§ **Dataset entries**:
======
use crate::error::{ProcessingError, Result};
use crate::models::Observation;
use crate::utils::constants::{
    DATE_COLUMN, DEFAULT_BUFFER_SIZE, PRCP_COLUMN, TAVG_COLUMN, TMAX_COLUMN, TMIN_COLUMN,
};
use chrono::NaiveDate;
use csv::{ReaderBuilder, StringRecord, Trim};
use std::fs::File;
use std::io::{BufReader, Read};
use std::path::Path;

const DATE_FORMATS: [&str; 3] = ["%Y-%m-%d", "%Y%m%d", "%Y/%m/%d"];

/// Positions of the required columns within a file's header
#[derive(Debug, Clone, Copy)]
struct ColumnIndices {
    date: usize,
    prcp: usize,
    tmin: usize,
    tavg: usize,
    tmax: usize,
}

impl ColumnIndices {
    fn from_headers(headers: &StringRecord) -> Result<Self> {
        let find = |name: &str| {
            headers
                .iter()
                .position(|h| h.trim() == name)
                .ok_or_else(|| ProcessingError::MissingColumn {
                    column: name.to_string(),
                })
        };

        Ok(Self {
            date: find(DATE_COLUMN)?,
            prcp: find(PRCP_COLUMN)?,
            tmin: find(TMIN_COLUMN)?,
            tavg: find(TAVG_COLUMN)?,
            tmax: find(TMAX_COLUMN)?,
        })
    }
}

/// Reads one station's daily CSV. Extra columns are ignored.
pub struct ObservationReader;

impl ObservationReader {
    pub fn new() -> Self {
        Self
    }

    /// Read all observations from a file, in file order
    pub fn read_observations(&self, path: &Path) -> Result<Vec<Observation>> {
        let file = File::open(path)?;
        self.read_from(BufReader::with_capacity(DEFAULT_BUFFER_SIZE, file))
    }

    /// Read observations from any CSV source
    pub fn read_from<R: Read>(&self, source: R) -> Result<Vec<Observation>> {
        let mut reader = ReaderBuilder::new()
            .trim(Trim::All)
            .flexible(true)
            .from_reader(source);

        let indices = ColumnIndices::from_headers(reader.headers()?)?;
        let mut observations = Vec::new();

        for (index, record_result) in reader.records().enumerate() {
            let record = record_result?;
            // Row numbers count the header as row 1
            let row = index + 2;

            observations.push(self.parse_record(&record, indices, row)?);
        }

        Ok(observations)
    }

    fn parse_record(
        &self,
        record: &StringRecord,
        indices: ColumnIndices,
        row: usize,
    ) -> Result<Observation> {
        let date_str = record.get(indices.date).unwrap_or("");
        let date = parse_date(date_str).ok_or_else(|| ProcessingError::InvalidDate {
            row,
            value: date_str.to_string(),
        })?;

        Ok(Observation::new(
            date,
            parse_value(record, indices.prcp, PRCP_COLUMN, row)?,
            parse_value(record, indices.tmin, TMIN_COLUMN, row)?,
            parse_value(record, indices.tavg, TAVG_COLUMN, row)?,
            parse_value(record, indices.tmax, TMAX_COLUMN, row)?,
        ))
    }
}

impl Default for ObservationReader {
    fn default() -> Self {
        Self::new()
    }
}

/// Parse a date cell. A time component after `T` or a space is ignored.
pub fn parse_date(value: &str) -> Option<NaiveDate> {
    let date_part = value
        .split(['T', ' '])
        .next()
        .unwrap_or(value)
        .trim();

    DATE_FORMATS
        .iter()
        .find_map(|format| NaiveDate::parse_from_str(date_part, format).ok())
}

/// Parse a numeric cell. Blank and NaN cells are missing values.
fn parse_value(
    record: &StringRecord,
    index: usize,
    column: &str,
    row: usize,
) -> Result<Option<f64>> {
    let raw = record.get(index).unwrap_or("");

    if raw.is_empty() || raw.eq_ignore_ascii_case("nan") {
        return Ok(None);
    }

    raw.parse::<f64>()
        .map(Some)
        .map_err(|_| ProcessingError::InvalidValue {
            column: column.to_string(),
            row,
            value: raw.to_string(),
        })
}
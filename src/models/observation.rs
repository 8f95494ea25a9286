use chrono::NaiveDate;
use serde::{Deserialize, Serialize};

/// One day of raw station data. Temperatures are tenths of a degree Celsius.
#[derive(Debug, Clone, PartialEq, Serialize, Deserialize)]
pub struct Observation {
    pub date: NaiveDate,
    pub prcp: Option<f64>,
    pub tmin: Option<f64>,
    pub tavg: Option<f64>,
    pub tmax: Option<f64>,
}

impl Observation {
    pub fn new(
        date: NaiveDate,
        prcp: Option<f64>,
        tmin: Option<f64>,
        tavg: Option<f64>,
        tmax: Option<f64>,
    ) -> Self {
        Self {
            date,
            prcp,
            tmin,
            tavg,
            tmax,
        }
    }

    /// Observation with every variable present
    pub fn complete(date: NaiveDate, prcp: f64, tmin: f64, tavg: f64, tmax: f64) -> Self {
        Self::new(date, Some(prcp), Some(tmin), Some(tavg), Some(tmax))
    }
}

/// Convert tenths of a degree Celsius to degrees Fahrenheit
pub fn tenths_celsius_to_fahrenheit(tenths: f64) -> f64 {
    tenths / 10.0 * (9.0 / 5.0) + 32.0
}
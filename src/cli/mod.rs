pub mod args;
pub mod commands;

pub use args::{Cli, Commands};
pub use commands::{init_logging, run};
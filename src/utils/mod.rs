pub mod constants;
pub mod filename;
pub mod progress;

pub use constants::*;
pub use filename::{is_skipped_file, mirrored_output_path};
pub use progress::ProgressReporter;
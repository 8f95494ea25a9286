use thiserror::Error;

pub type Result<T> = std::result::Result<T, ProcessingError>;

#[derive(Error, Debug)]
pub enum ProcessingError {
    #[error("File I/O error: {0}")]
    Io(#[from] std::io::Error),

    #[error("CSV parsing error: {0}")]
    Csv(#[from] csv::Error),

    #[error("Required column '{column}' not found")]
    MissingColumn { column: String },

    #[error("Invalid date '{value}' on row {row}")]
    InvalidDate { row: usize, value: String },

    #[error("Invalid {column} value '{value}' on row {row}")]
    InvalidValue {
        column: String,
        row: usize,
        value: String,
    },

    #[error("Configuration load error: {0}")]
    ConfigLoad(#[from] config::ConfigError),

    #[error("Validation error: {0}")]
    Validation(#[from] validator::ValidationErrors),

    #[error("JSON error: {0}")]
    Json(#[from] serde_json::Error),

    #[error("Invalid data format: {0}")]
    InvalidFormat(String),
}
======
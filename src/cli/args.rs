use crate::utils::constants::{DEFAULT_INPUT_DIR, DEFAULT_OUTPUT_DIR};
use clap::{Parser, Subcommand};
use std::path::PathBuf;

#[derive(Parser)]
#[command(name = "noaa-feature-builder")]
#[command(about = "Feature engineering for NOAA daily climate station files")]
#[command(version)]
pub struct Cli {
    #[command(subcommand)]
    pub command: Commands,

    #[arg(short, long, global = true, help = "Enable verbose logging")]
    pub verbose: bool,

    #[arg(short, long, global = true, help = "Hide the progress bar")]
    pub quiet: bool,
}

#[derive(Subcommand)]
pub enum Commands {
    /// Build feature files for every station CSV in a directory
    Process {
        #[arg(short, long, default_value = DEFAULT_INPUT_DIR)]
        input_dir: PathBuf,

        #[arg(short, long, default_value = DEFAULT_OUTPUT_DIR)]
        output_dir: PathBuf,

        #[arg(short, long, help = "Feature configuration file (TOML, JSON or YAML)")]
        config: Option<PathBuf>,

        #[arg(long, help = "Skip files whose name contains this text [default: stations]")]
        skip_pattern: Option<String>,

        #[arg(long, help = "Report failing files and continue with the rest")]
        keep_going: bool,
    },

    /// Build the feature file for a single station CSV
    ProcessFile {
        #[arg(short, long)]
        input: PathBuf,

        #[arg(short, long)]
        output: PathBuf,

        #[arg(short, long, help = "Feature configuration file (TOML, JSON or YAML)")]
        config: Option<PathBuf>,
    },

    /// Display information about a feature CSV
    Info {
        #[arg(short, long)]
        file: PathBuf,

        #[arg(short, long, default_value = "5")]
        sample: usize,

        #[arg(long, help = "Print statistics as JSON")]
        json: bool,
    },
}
======
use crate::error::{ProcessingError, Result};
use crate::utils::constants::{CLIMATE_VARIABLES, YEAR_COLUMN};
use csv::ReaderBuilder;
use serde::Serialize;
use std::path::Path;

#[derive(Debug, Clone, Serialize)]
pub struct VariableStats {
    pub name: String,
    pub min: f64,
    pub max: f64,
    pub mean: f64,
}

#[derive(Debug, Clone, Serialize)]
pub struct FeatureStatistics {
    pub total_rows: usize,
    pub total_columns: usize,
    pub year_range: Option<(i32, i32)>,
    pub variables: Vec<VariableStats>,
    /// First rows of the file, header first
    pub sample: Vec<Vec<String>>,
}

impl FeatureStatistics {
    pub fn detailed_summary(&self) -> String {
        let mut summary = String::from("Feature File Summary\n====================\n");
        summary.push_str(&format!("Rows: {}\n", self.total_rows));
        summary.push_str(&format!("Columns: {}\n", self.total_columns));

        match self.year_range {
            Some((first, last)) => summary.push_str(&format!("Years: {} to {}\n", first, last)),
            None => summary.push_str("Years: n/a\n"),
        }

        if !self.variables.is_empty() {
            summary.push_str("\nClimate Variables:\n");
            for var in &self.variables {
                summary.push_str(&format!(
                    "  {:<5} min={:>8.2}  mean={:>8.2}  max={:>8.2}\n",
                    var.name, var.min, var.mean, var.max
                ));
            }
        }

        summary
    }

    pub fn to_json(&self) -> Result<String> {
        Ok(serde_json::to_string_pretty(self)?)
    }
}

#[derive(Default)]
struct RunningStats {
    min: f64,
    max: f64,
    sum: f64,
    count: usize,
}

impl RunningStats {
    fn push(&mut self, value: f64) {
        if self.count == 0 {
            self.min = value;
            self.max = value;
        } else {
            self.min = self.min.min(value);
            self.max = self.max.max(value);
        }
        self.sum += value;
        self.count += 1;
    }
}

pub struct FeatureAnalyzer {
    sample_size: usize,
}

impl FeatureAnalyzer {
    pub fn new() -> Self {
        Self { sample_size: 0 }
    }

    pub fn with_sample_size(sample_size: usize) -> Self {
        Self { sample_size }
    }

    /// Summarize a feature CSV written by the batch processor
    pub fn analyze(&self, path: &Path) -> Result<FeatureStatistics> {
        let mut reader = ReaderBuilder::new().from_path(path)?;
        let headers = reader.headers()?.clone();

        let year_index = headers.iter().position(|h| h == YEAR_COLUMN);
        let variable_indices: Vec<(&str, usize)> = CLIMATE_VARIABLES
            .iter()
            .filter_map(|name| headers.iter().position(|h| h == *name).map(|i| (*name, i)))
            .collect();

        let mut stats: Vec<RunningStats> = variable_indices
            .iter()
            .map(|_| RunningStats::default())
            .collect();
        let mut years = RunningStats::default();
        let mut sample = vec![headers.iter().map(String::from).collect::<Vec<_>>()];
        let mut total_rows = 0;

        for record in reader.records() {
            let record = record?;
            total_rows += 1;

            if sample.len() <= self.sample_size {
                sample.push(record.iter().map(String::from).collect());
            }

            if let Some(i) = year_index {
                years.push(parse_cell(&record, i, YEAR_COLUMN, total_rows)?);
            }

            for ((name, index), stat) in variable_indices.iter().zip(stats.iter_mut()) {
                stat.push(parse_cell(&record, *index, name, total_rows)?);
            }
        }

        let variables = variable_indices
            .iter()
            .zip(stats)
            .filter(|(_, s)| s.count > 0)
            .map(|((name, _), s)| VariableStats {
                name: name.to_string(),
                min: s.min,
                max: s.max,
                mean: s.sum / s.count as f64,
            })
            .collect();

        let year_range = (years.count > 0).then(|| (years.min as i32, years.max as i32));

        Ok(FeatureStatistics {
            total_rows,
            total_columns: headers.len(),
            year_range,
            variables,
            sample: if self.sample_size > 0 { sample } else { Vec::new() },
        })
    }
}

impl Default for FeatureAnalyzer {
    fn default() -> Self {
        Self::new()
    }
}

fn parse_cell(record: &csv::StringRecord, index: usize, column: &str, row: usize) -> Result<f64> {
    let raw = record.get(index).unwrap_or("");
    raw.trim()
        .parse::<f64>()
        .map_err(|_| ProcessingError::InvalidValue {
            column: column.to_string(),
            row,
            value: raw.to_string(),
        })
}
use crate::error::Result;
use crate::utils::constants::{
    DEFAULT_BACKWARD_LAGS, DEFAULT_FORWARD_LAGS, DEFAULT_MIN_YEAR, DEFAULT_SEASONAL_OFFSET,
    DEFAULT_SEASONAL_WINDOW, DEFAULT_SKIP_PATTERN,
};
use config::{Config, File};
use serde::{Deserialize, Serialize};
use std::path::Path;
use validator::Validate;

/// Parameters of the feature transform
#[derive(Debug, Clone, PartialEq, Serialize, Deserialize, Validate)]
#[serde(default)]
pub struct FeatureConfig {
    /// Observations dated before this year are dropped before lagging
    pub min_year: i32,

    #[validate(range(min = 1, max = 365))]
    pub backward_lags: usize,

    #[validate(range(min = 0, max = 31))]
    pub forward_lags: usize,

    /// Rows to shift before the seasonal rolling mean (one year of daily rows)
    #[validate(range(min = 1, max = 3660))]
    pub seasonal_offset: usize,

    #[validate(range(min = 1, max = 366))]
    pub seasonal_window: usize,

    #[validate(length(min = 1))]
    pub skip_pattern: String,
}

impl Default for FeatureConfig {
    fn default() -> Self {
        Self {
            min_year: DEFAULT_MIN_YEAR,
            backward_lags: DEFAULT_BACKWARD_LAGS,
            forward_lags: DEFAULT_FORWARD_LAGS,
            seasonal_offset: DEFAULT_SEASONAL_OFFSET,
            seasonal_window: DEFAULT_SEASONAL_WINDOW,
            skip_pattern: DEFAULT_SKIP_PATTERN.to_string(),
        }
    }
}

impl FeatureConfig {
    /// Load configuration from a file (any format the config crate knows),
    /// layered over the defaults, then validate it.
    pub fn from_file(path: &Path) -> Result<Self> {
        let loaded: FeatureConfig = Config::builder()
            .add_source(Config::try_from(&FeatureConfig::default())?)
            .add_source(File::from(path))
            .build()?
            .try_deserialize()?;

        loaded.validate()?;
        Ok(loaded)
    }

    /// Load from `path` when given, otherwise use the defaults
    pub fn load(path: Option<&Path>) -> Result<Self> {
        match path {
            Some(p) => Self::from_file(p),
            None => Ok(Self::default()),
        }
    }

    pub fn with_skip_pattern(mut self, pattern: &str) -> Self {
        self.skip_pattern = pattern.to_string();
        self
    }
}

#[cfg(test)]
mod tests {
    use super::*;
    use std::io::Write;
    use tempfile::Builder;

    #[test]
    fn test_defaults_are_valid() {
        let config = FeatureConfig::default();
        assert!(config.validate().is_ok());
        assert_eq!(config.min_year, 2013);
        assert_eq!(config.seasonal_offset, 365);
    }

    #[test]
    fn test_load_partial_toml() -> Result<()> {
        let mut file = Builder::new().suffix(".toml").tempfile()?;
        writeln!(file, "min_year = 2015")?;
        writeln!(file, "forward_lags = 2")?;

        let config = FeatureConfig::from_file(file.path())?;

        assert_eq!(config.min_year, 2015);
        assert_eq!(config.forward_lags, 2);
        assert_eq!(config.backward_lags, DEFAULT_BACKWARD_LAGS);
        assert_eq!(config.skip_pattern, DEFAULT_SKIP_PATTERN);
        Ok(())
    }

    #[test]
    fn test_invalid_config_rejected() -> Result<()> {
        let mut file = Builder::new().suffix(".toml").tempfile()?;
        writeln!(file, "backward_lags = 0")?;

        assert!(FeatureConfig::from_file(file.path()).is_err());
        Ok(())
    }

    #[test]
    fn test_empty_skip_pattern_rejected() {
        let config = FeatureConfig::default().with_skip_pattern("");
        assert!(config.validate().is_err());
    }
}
======
§ **WHAT IS REQUIRED**: Working through the records, find each line containing the word "VariableStats" and copy it.

§ **PROBLEM SOLUTION**:
pub struct VariableStats {
    pub variables: Vec<VariableStats>,
            .map(|((name, _), s)| VariableStats {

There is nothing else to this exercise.